This demonstrates an important principle in security: Don’t just check file contents - check filenames too! Metadata like filenames, timestamps, and permissions can contain valuable information.
Key Lessons:
This flag demonstrates several critical enumeration principles. Always enumerate all cron directories systematically, not just the main /etc/crontab file, as the various cron.d, cron.daily, cron.hourly, and other directories can contain important information. Use ls -la to reveal hidden files and detailed file information including permissions and timestamps. Check both file contents and filenames during your enumeration, as metadata can be just as valuable as data. Finally, remember that scheduled tasks are common persistence mechanisms for attackers, making thorough cron enumeration essential in any security assessment.
Real-World Application:
In actual penetration tests, examining cron jobs might reveal:
- Backup scripts with hardcoded credentials
- Scripts running with elevated privileges
- Writable cron files that can be modified for privilege escalation
- Paths to sensitive files or databases
- Network connections to other systems
Flag 4: DNS Configuration Analysis
Challenge Objective:
“DNS configurations might point you in the right direction.
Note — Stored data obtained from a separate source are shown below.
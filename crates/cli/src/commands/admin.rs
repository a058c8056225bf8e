//! Administrator commands.
//!
//! # Usage
//!
//! ```bash
//! tm admin stats
//! tm admin users list
//! tm admin users edit 3 --role ROLE_ADMIN
//! tm admin users rm 3
//! tm admin tasks list
//! tm admin tasks edit 12 --completed true
//! ```
//!
//! The server decides who is an administrator; a non-admin session gets
//! "Access denied. Admin role required." from every command here.

use std::io::{self, Write};

use taskmanager_client::views::{AdminDashboard, AdminTab, AdminTaskTable, UserTable};
use taskmanager_client::{Notice, Outcome, ViewHandle};
use taskmanager_core::{Email, Role, TaskId, TaskTitle, TaskUpdate, UserId, UserUpdate};

use super::{CliError, Context, fail, settle};
use crate::{prompt, render};

/// Render the console: header, tabs, then the selected tab.
pub async fn render_console(
    ctx: &Context,
    console: &mut AdminDashboard,
    welcome: &str,
) -> Result<(), CliError> {
    let role = ctx
        .session()
        .current_role()
        .await
        .map(|role| format!(" (Role: {role})"))
        .unwrap_or_default();

    {
        let mut out = io::stdout().lock();
        render::header(&mut out, "Admin Dashboard")?;
        writeln!(out, "{welcome}{role}")?;
        render::tabs(&mut out, console.tab())?;
        writeln!(out)?;
    }

    match console.tab() {
        AdminTab::Overview => {
            // A stats failure still renders the overview, with dashes
            let _ =
                prompt::with_spinner("Loading statistics...", console.load_stats(&ctx.api)).await;
            let mut out = io::stdout().lock();
            render::header(&mut out, "System Overview")?;
            writeln!(
                out,
                "Welcome to the Admin Dashboard! You have administrator privileges."
            )?;
            render::stats(&mut out, &console.stat_cells())?;
        }
        AdminTab::Users => {
            let users = console.users_mut();
            refresh_users(ctx, users).await?;
            let mut out = io::stdout().lock();
            render::header(&mut out, "User Management")?;
            render::user_table(&mut out, users.users().as_slice())?;
        }
        AdminTab::Tasks => {
            let tasks = console.tasks_mut();
            refresh_tasks(ctx, tasks).await?;
            let mut out = io::stdout().lock();
            render::header(&mut out, "Task Management")?;
            render::admin_task_table(&mut out, tasks.tasks().as_slice())?;
        }
    }
    Ok(())
}

async fn refresh_users(ctx: &Context, users: &mut UserTable) -> Result<(), CliError> {
    let outcome = prompt::with_spinner("Loading users...", users.refresh(&ctx.api)).await;
    settle(outcome, users.error())?;
    Ok(())
}

async fn refresh_tasks(ctx: &Context, tasks: &mut AdminTaskTable) -> Result<(), CliError> {
    let outcome = prompt::with_spinner("Loading tasks...", tasks.refresh(&ctx.api)).await;
    let notice = tasks.take_notice();
    settle(outcome, notice.as_ref().map(Notice::message))?;
    Ok(())
}

/// Print the pending alert of a table action, then settle its outcome.
fn finish<T>(outcome: Outcome<T>, notice: Option<&Notice>) -> Result<Option<T>, CliError> {
    if outcome.is_completed()
        && let Some(notice) = notice
    {
        render::notice(&mut io::stdout().lock(), notice)?;
    }
    settle(outcome, notice.map(Notice::message))
}

pub async fn stats(ctx: &Context) -> Result<(), CliError> {
    ctx.require_login().await?;

    let mut console = AdminDashboard::new(ViewHandle::new());
    let outcome =
        prompt::with_spinner("Loading statistics...", console.load_stats(&ctx.api)).await;
    settle(outcome, Some("Failed to load statistics"))?;
    render::stats(&mut io::stdout().lock(), &console.stat_cells())?;
    Ok(())
}

pub async fn list_users(ctx: &Context) -> Result<(), CliError> {
    ctx.require_login().await?;

    let mut users = UserTable::new(ViewHandle::new());
    refresh_users(ctx, &mut users).await?;
    render::user_table(&mut io::stdout().lock(), users.users().as_slice())?;
    Ok(())
}

pub async fn show_user(ctx: &Context, id: UserId) -> Result<(), CliError> {
    ctx.require_login().await?;

    let user = ctx
        .api
        .get_user(id)
        .await
        .map_err(|e| fail(&e.user_message("Failed to fetch user")))?;
    render::user_detail(&mut io::stdout().lock(), &user)?;
    Ok(())
}

pub async fn edit_user(
    ctx: &Context,
    id: UserId,
    username: Option<String>,
    email: Option<String>,
    role: Option<Role>,
) -> Result<(), CliError> {
    ctx.require_login().await?;

    let email = email
        .map(|raw| Email::parse(&raw))
        .transpose()
        .map_err(|e| fail(&e.to_string()))?;
    let username = username
        .map(|name| name.trim().to_string())
        .filter(|name| !name.is_empty());
    let update = UserUpdate {
        username,
        email,
        role,
    };
    if update.is_empty() {
        return Err(fail("Nothing to update: pass --username, --email or --role"));
    }

    let mut users = UserTable::new(ViewHandle::new());
    refresh_users(ctx, &mut users).await?;
    let outcome = users.update(&ctx.api, id, &update).await;
    let notice = users.take_notice();
    if let Some(user) = finish(outcome, notice.as_ref())? {
        render::user_detail(&mut io::stdout().lock(), &user)?;
    }
    Ok(())
}

pub async fn remove_user(ctx: &Context, id: UserId, yes: bool) -> Result<(), CliError> {
    ctx.require_login().await?;

    let mut users = UserTable::new(ViewHandle::new());
    refresh_users(ctx, &mut users).await?;
    let outcome = users.delete(&ctx.api, id, &prompt::Approver::new(yes)).await;
    let notice = users.take_notice();
    finish(outcome, notice.as_ref())?;
    Ok(())
}

pub async fn user_tasks(ctx: &Context, id: UserId) -> Result<(), CliError> {
    ctx.require_login().await?;

    let listing = prompt::with_spinner("Loading tasks...", ctx.api.list_user_tasks(id))
        .await
        .map_err(|e| fail(&e.user_message("Failed to fetch tasks")))?;

    let mut out = io::stdout().lock();
    render::user_summary(&mut out, &listing.user, listing.task_count)?;
    writeln!(out)?;
    render::task_list(&mut out, &listing.tasks)?;
    Ok(())
}

pub async fn list_tasks(ctx: &Context) -> Result<(), CliError> {
    ctx.require_login().await?;

    let mut tasks = AdminTaskTable::new(ViewHandle::new());
    refresh_tasks(ctx, &mut tasks).await?;
    render::admin_task_table(&mut io::stdout().lock(), tasks.tasks().as_slice())?;
    Ok(())
}

pub async fn show_task(ctx: &Context, id: TaskId) -> Result<(), CliError> {
    ctx.require_login().await?;

    let task = ctx
        .api
        .get_task(id)
        .await
        .map_err(|e| fail(&e.user_message("Failed to fetch task")))?;
    render::task_detail(&mut io::stdout().lock(), &task)?;
    Ok(())
}

pub async fn edit_task(
    ctx: &Context,
    id: TaskId,
    title: Option<String>,
    description: Option<String>,
    completed: Option<bool>,
) -> Result<(), CliError> {
    ctx.require_login().await?;

    let title = title
        .map(|raw| TaskTitle::parse(&raw))
        .transpose()
        .map_err(|e| fail(&e.to_string()))?;
    let update = TaskUpdate {
        title,
        description: description.map(|d| d.trim().to_string()),
        completed,
    };
    if update.is_empty() {
        return Err(fail(
            "Nothing to update: pass --title, --description or --completed",
        ));
    }

    let mut tasks = AdminTaskTable::new(ViewHandle::new());
    let outcome = tasks.update(&ctx.api, id, &update).await;
    let notice = tasks.take_notice();
    if let Some(task) = finish(outcome, notice.as_ref())? {
        render::task_detail(&mut io::stdout().lock(), &task)?;
    }
    Ok(())
}

pub async fn remove_task(ctx: &Context, id: TaskId, yes: bool) -> Result<(), CliError> {
    ctx.require_login().await?;

    let mut tasks = AdminTaskTable::new(ViewHandle::new());
    let outcome = tasks.delete(&ctx.api, id, &prompt::Approver::new(yes)).await;
    let notice = tasks.take_notice();
    finish(outcome, notice.as_ref())?;
    Ok(())
}
//! Aggregate counters for the administrator overview.

use serde::{Deserialize, Serialize};

/// System-wide statistics from `GET /admin/stats`.
///
/// Every counter is optional. Whatever the backend leaves out is rendered as
/// a dash, never as zero.
#[derive(Debug, Clone, Copy, Default, PartialEq, Eq, Serialize, Deserialize)]
#[serde(rename_all = "camelCase")]
pub struct DashboardStats {
    /// Number of registered users.
    #[serde(default)]
    pub total_users: Option<u64>,
    /// Number of tasks across all users.
    #[serde(default)]
    pub total_tasks: Option<u64>,
    /// Users considered active by the server.
    #[serde(default)]
    pub active_users: Option<u64>,
    /// Tasks marked completed.
    #[serde(default)]
    pub completed_tasks: Option<u64>,
}
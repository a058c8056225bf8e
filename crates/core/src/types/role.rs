//! Account roles.

use serde::{Deserialize, Serialize};
use thiserror::Error;

/// Errors that can occur when parsing a [`Role`].
#[derive(Debug, Clone, PartialEq, Eq, Error)]
pub enum RoleError {
    /// The value is not one of the known roles.
    #[error("invalid role: {0:?} (expected ROLE_USER or ROLE_ADMIN)")]
    Unknown(String),
}

/// Account role with different permission levels.
///
/// The backend spells roles `ROLE_USER` and `ROLE_ADMIN`. Values are
/// normalized once, when they cross into the client, so the rest of the code
/// matches on the enum instead of comparing strings. Unrecognized wire values
/// read as [`Role::User`]; only an exact admin spelling grants admin.
#[derive(Debug, Clone, Copy, PartialEq, Eq, Hash, Serialize, Deserialize, Default)]
#[serde(from = "String", into = "&'static str")]
pub enum Role {
    /// Owns and manages only their own tasks.
    #[default]
    User,
    /// Full access to all users and tasks plus aggregate statistics.
    Admin,
}

impl Role {
    /// Parse a role, accepting the canonical `ROLE_*` spelling and the bare
    /// `USER`/`ADMIN` form, case-insensitively.
    ///
    /// # Errors
    ///
    /// Returns [`RoleError::Unknown`] for any other value.
    pub fn parse(s: &str) -> Result<Self, RoleError> {
        let normalized = s.trim().to_ascii_uppercase();
        let bare = normalized.strip_prefix("ROLE_").unwrap_or(&normalized);
        match bare {
            "USER" => Ok(Self::User),
            "ADMIN" => Ok(Self::Admin),
            _ => Err(RoleError::Unknown(s.to_owned())),
        }
    }

    /// Read a role sent by the backend, falling back to [`Role::User`] for
    /// anything [`Role::parse`] does not recognize.
    #[must_use]
    pub fn from_wire(s: &str) -> Self {
        Self::parse(s).unwrap_or_default()
    }

    /// The canonical wire spelling.
    #[must_use]
    pub const fn as_str(self) -> &'static str {
        match self {
            Self::User => "ROLE_USER",
            Self::Admin => "ROLE_ADMIN",
        }
    }

    /// Whether this role grants the administrator screens.
    #[must_use]
    pub const fn is_admin(self) -> bool {
        matches!(self, Self::Admin)
    }
}

impl std::fmt::Display for Role {
    fn fmt(&self, f: &mut std::fmt::Formatter<'_>) -> std::fmt::Result {
        f.write_str(self.as_str())
    }
}

impl std::str::FromStr for Role {
    type Err = RoleError;

    fn from_str(s: &str) -> Result<Self, Self::Err> {
        Self::parse(s)
    }
}

impl From<String> for Role {
    fn from(s: String) -> Self {
        Self::from_wire(&s)
    }
}

impl From<Role> for &'static str {
    fn from(role: Role) -> Self {
        role.as_str()
    }
}
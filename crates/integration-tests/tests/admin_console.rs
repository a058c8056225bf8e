//! Admin console: routing by role, user and task management.

use secrecy::SecretString;
use taskmanager_client::views::{AdminDashboard, AdminTaskTable, LoginForm, UserTable};
use taskmanager_client::{ApiClient, Notice, Outcome, Screen, ViewHandle};
use taskmanager_core::{Role, TaskId, TaskUpdate, UserId, UserUpdate};
use taskmanager_integration_tests::StubBackend;

async fn logged_in(backend: &StubBackend, username: &str, password: &str) -> ApiClient {
    let api = backend.client();
    let mut form = LoginForm::new(ViewHandle::new());
    form.username = username.to_string();
    form.password = SecretString::from(password);
    assert!(form.submit(&api).await.is_completed(), "login failed");
    api
}

/// root (admin, id 1), alice (id 2) with two tasks, bob (id 3) with one.
async fn seeded() -> (StubBackend, UserId, UserId, UserId) {
    let backend = StubBackend::start().await;
    let root = backend.add_user("root", "hunter2", Role::Admin);
    let alice = backend.add_user("alice", "secret", Role::User);
    let bob = backend.add_user("bob", "pw", Role::User);
    backend.insert_task(alice, 1, "Write report");
    backend.insert_task(alice, 2, "Review PR");
    backend.insert_task(bob, 3, "Fix printer");
    (backend, root, alice, bob)
}

// ============================================================================
// Routing
// ============================================================================

#[tokio::test]
async fn test_admin_lands_on_admin_dashboard() {
    let (backend, ..) = seeded().await;
    let api = logged_in(&backend, "root", "hunter2").await;
    assert_eq!(
        Screen::resolve(&api.session().snapshot().await),
        Screen::AdminDashboard
    );
}

#[tokio::test]
async fn test_user_lands_on_dashboard() {
    let (backend, ..) = seeded().await;
    let api = logged_in(&backend, "alice", "secret").await;
    assert_eq!(
        Screen::resolve(&api.session().snapshot().await),
        Screen::Dashboard
    );
}

#[tokio::test]
async fn test_non_admin_is_refused_by_server() {
    let (backend, ..) = seeded().await;
    let api = logged_in(&backend, "alice", "secret").await;

    let error = api.list_users().await.expect_err("non-admin must be refused");
    assert_eq!(error.status(), Some(403));
    assert_eq!(
        error.user_message("Failed to fetch users"),
        "Access denied. Admin role required."
    );

    let mut users = UserTable::new(ViewHandle::new());
    assert!(users.refresh(&api).await.is_failed());
    assert_eq!(users.error(), Some("Failed to fetch users"));
}

// ============================================================================
// Overview
// ============================================================================

#[tokio::test]
async fn test_overview_stats() {
    let (backend, ..) = seeded().await;
    let api = logged_in(&backend, "root", "hunter2").await;

    let mut console = AdminDashboard::new(ViewHandle::new());
    assert!(console.load_stats(&api).await.is_completed());
    let stats = console.stats().expect("stats loaded");
    assert_eq!(stats.total_users, Some(3));
    assert_eq!(stats.total_tasks, Some(3));

    let [users, tasks, active, completed] = console.stat_cells();
    assert_eq!(users.value, "3");
    assert_eq!(tasks.value, "3");
    // The backend does not report these
    assert_eq!(active.value, "-");
    assert_eq!(completed.value, "-");
}

// ============================================================================
// Users
// ============================================================================

#[tokio::test]
async fn test_user_table_lists_accounts_with_counts() {
    let (backend, _, alice, _) = seeded().await;
    let api = logged_in(&backend, "root", "hunter2").await;

    let mut users = UserTable::new(ViewHandle::new());
    assert!(users.refresh(&api).await.is_completed());
    assert_eq!(users.users().len(), 3);
    let alice = users.users().get(alice).expect("alice listed");
    assert_eq!(alice.task_count, Some(2));
}

#[tokio::test]
async fn test_admin_account_cannot_be_deleted() {
    let (backend, root, ..) = seeded().await;
    let api = logged_in(&backend, "root", "hunter2").await;

    let mut users = UserTable::new(ViewHandle::new());
    assert!(users.refresh(&api).await.is_completed());
    let account = users.users().get(root).expect("root listed");
    assert!(!UserTable::can_delete(account));

    let before = backend.request_count();
    let outcome = users.delete(&api, root, &|_: &str| true).await;
    assert!(matches!(outcome, Outcome::Rejected));
    assert_eq!(backend.request_count(), before);
    assert_eq!(backend.user_ids(), vec![1, 2, 3]);
}

#[tokio::test]
async fn test_delete_user_confirms_with_username() {
    let (backend, _, _, bob) = seeded().await;
    let api = logged_in(&backend, "root", "hunter2").await;

    let mut users = UserTable::new(ViewHandle::new());
    assert!(users.refresh(&api).await.is_completed());

    let outcome = users
        .delete(&api, bob, &|prompt: &str| {
            assert_eq!(prompt, "Are you sure you want to delete user \"bob\"?");
            true
        })
        .await;
    assert!(outcome.is_completed());
    assert!(!users.users().contains(bob));
    assert_eq!(
        users.notice().map(Notice::message),
        Some("User deleted successfully")
    );
    assert_eq!(backend.user_ids(), vec![1, 2]);
    // The backend drops the account's tasks with it
    assert_eq!(backend.task_ids(), vec![1, 2]);
}

#[tokio::test]
async fn test_delete_user_failure_keeps_row() {
    let (backend, _, alice, _) = seeded().await;
    let api = logged_in(&backend, "root", "hunter2").await;

    let mut users = UserTable::new(ViewHandle::new());
    assert!(users.refresh(&api).await.is_completed());
    backend.fail_deletes(true);

    assert!(users.delete(&api, alice, &|_: &str| true).await.is_failed());
    assert!(users.users().contains(alice));
    assert_eq!(
        users.notice().map(Notice::message),
        Some("Failed to delete user")
    );
}

#[tokio::test]
async fn test_promote_user() {
    let (backend, _, alice, _) = seeded().await;
    let api = logged_in(&backend, "root", "hunter2").await;

    let mut users = UserTable::new(ViewHandle::new());
    assert!(users.refresh(&api).await.is_completed());

    let update = UserUpdate {
        role: Some(Role::Admin),
        ..UserUpdate::default()
    };
    let account = users
        .update(&api, alice, &update)
        .await
        .completed()
        .expect("update should succeed");
    assert_eq!(account.role, Role::Admin);
    assert!(!UserTable::can_delete(account_in(&users, alice)));
    assert_eq!(
        users.notice().map(Notice::message),
        Some("User updated successfully")
    );
}

fn account_in(users: &UserTable, id: UserId) -> &taskmanager_core::UserAccount {
    users.users().get(id).expect("account cached")
}

#[tokio::test]
async fn test_user_task_listing() {
    let (backend, _, alice, _) = seeded().await;
    let api = logged_in(&backend, "root", "hunter2").await;

    let listing = api.list_user_tasks(alice).await.expect("listing");
    assert_eq!(listing.user.username, "alice");
    assert_eq!(listing.task_count, 2);
    assert_eq!(listing.tasks.len(), 2);
}

// ============================================================================
// Tasks
// ============================================================================

#[tokio::test]
async fn test_task_table_shows_owners() {
    let (backend, ..) = seeded().await;
    let api = logged_in(&backend, "root", "hunter2").await;

    let mut tasks = AdminTaskTable::new(ViewHandle::new());
    assert!(tasks.refresh(&api).await.is_completed());
    assert_eq!(tasks.total(), 3);
    let printer = tasks.tasks().get(TaskId::new(3)).expect("task 3 listed");
    assert_eq!(printer.owner_name(), "bob");
}

#[tokio::test]
async fn test_admin_completes_any_task() {
    let (backend, ..) = seeded().await;
    let api = logged_in(&backend, "root", "hunter2").await;

    let mut tasks = AdminTaskTable::new(ViewHandle::new());
    assert!(tasks.refresh(&api).await.is_completed());

    let task = tasks
        .update(&api, TaskId::new(2), &TaskUpdate::completed(true))
        .await
        .completed()
        .expect("update should succeed");
    assert!(task.completed);
    assert_eq!(task.owner_name(), "alice");
}

#[tokio::test]
async fn test_admin_deletes_any_task() {
    let (backend, ..) = seeded().await;
    let api = logged_in(&backend, "root", "hunter2").await;

    let mut tasks = AdminTaskTable::new(ViewHandle::new());
    assert!(tasks.refresh(&api).await.is_completed());

    let outcome = tasks
        .delete(&api, TaskId::new(3), &|_: &str| true)
        .await;
    assert!(outcome.is_completed());
    assert_eq!(tasks.total(), 2);
    assert_eq!(backend.task_ids(), vec![1, 2]);
    assert_eq!(
        tasks.notice().map(Notice::message),
        Some("Task deleted successfully")
    );
}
Also, explore the home directories for stored credentials.”
This challenge hint actually points us toward TWO important post-exploitation activities:
- Examining DNS configuration files
- Hunting for stored credentials
Part 1: Discovering Stored Credentials
Why Check Home Directories?
User home directories are treasure troves for post-exploitation activities because users frequently save passwords in text files for convenience, store configuration files containing database credentials and API keys, keep notes with sensitive information about systems and networks, and save SSH private keys that can provide access to other systems in the infrastructure.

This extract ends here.